TERCERO.- De la denuncia que se presentó tras ocurrir el robo, queda de relieve que el vehículo siniestrado se encontraba en un patio exterior al taller, en el que existe una verja que se cierra con una cadena y candado, sin otras medidas, como vigilantes o alarmas; la llave, estaba adosada en una caja en el interior de cristal de la puerta, debiendo romper la luna para tomar las llaves, así como desde luego forzar o romper el propio candado.

Parece en consecuencia, que conforme a la doctrina expuesta, no cabe extender la responsabilidad del dueño del taller al supuesto concreto en el que intervienen terceros, que no solo violentan el acceso a las dependencias sino luego el propio cristal del vehículo que finalmente se sustrae, de modo que no siendo el depósito lo esencial en el contrato que nos ocupa, que se trataba de reparación de vehículos, y adoptadas las medidas razonables de protección, resulta de plena aplicación el art. 1.105 , y deba mantenerse la sentencia recurrida.

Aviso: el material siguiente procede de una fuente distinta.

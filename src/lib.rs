//! Sprint plan board: fetches two localized sprint-plan datasets (English and
//! Chinese), resolves localized text through dotted i18n keys, and renders the
//! page sections onto an abstract presentation surface with a runtime language
//! switch.

pub mod config;
pub mod controller;
pub mod dataset;
pub mod diagram;
pub mod fetch;
pub mod i18n;
pub mod render;
pub mod store;
pub mod surface;
//! Task board renderer: three fixed status columns. A task's title resolves
//! through a fallback chain — board-task entry, then subtask entry, then the
//! raw title — first hit wins.

use super::{containers, RenderContext};
use crate::dataset::BoardTask;
use crate::surface::{Node, Surface};
use tracing::warn;

fn column_container(status: &str) -> &'static str {
    match status {
        "todo" => containers::TODO_TASKS,
        "in_progress" => containers::PROGRESS_TASKS,
        _ => containers::DONE_TASKS,
    }
}

pub fn render(ctx: &RenderContext, surface: &mut dyn Surface) {
    let Some(tasks) = ctx.dataset.tasks.as_ref() else {
        warn!("no tasks data available");
        return;
    };

    let assignee_label = ctx.assignee_label();
    let sp_suffix = ctx.story_points_suffix();
    let hours_suffix = ctx.hours_suffix();

    for (status, column_tasks) in tasks.columns() {
        let container = column_container(status);
        if !surface.clear(container) {
            warn!("task board column '{}' not found", container);
            continue;
        }

        for task in column_tasks {
            surface.append(
                container,
                task_card(ctx, task, &assignee_label, &sp_suffix, &hours_suffix),
            );
        }
    }
}

fn task_card(
    ctx: &RenderContext,
    task: &BoardTask,
    assignee_label: &str,
    sp_suffix: &str,
    hours_suffix: &str,
) -> Node {
    let board_key = format!("stories.board_tasks.{}.title", task.id);
    let subtask_key = format!("stories.subtasks.{}.title", task.id);
    let title = ctx
        .resolver
        .resolve_first_or(&[&board_key, &subtask_key], &task.title);

    Node::block("task-item")
        .child(Node::text(&title).with_class("task-title"))
        .child(
            Node::text(&format!("{} {}", assignee_label, task.assignee))
                .with_class("task-assignee"),
        )
        .child(
            Node::block("task-meta")
                .child(
                    Node::text(&format!("{} {}", task.story_points, sp_suffix))
                        .with_class("story-points"),
                )
                .child(
                    Node::text(&format!("{}{}", task.hours, hours_suffix))
                        .with_class("effort-hours"),
                ),
        )
}

#[cfg(test)]
mod tests {
    use super::*;
    use crate::dataset::Dataset;
    use crate::render::test_data;
    use crate::surface::MemorySurface;

    const COLUMNS: [&str; 3] = [
        containers::TODO_TASKS,
        containers::PROGRESS_TASKS,
        containers::DONE_TASKS,
    ];

    fn rendered(dataset: &Dataset) -> MemorySurface {
        let ctx = RenderContext::new(dataset);
        let mut surface = MemorySurface::with_containers(&COLUMNS);
        render(&ctx, &mut surface);
        surface
    }

    #[test]
    fn test_every_task_lands_in_exactly_one_column() {
        let dataset = test_data::dataset();
        let surface = rendered(&dataset);

        let total: usize = COLUMNS
            .iter()
            .map(|id| surface.container(id).unwrap().len())
            .sum();
        assert_eq!(total, dataset.tasks.as_ref().unwrap().total());
        assert_eq!(surface.container(containers::TODO_TASKS).unwrap().len(), 1);
        assert_eq!(
            surface.container(containers::PROGRESS_TASKS).unwrap().len(),
            1
        );
        assert_eq!(surface.container(containers::DONE_TASKS).unwrap().len(), 1);
    }

    #[test]
    fn test_title_fallback_chain_prefers_board_task_entry() {
        let dataset = test_data::dataset();
        let surface = rendered(&dataset);

        // ST-002 has both a board_tasks entry and a subtasks entry;
        // the board_tasks one wins.
        let card = &surface.container(containers::PROGRESS_TASKS).unwrap()[0];
        assert_eq!(
            card.children[0].text.as_deref(),
            Some("Session API (board)")
        );
    }

    #[test]
    fn test_title_falls_back_to_subtask_entry() {
        let dataset = test_data::dataset();
        let surface = rendered(&dataset);

        // ST-001 has no board_tasks entry but a subtasks entry
        let card = &surface.container(containers::TODO_TASKS).unwrap()[0];
        assert_eq!(card.children[0].text.as_deref(), Some("Sign-in form"));
    }

    #[test]
    fn test_title_falls_back_to_raw_title() {
        let dataset = Dataset::from_json_str(
            r#"{"tasks": {"todo": [
                {"id": "ST-999", "title": "Raw only", "assignee": "Alice",
                 "story_points": 1, "hours": 2}
            ]}}"#,
        )
        .unwrap();
        let surface = rendered(&dataset);

        let card = &surface.container(containers::TODO_TASKS).unwrap()[0];
        assert_eq!(card.children[0].text.as_deref(), Some("Raw only"));
    }

    #[test]
    fn test_card_meta_line() {
        let dataset = test_data::dataset();
        let surface = rendered(&dataset);

        let card = &surface.container(containers::TODO_TASKS).unwrap()[0];
        assert_eq!(
            card.children[1].text.as_deref(),
            Some("Assignee: Alice")
        );
        let meta = &card.children[2];
        assert_eq!(meta.children[0].text.as_deref(), Some("2 SP"));
        assert_eq!(meta.children[1].text.as_deref(), Some("6h"));
    }

    #[test]
    fn test_missing_column_container_skips_only_that_column() {
        let dataset = test_data::dataset();
        let ctx = RenderContext::new(&dataset);
        let mut surface =
            MemorySurface::with_containers(&[containers::TODO_TASKS, containers::DONE_TASKS]);

        render(&ctx, &mut surface);

        assert_eq!(surface.container(containers::TODO_TASKS).unwrap().len(), 1);
        assert_eq!(surface.container(containers::DONE_TASKS).unwrap().len(), 1);
        assert!(surface.container(containers::PROGRESS_TASKS).is_none());
    }

    #[test]
    fn test_missing_tasks_data_leaves_columns_untouched() {
        let dataset = Dataset::from_json_str("{}").unwrap();
        let surface = rendered(&dataset);

        for id in COLUMNS {
            assert!(surface.container(id).unwrap().is_empty());
        }
    }
}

CUARTO.- La desestimación del recurso comporta la condena a la apelante de las costas de esta alzada (arts. 398 y 394 LEC ).

VISTOS los preceptos citados, concordantes y demás de general aplicación

Fallo

DESESTIMAR EL RECURSO INTERPUESTO POR MUTUA MADRILEÑA AUTOMOVILISTA SOCIEDAD DE SEGUROS A PRIMA FIJA REPRESENTADA POR EL PROCURADOR D. IGNACIO RODRIGUEZ DIEZ CONTRA LA SENTENCIA DE FECHA 16 DE OCTUBRE DE 2.007, DICTADA POR EL JUZGADO DE PRIMERA INSTANCIA Nº 77 DE MADRID, EN PROCEDIMIENTO DE JUICIO ORDINARIO Nº 11/2007 SEGUIDO CONTRA MAPFRE EMPRESAS CIA DE SEGUROS Y REASEGUROS S.A. Y MINFRAUTO S.L. REPRESENTADAS POR EL PROCURADOR D. FEDERICO RUIPEREZ PALOMINO, CONFIRMANDO LA MISMA E IMPONIENDO A LA APELANTE LAS COSTAS DE ESTA APELACIÓN.

Notifíquese esta sentencia a las partes y dése cumplimiento al art. 248.4 LOPJ .

Así por nuestra sentencia, lo pronunciamos, mandamos y firmamos los Ilmos. Sres. Magistrados de este Tribunal.

PUBLICACIÓN.- Firmada la anterior resolución es entregada en esta Secretaría para su notificación, dándose publicidad en legal forma, y se expide certificación literal de la misma para su unión al rollo. Certifico.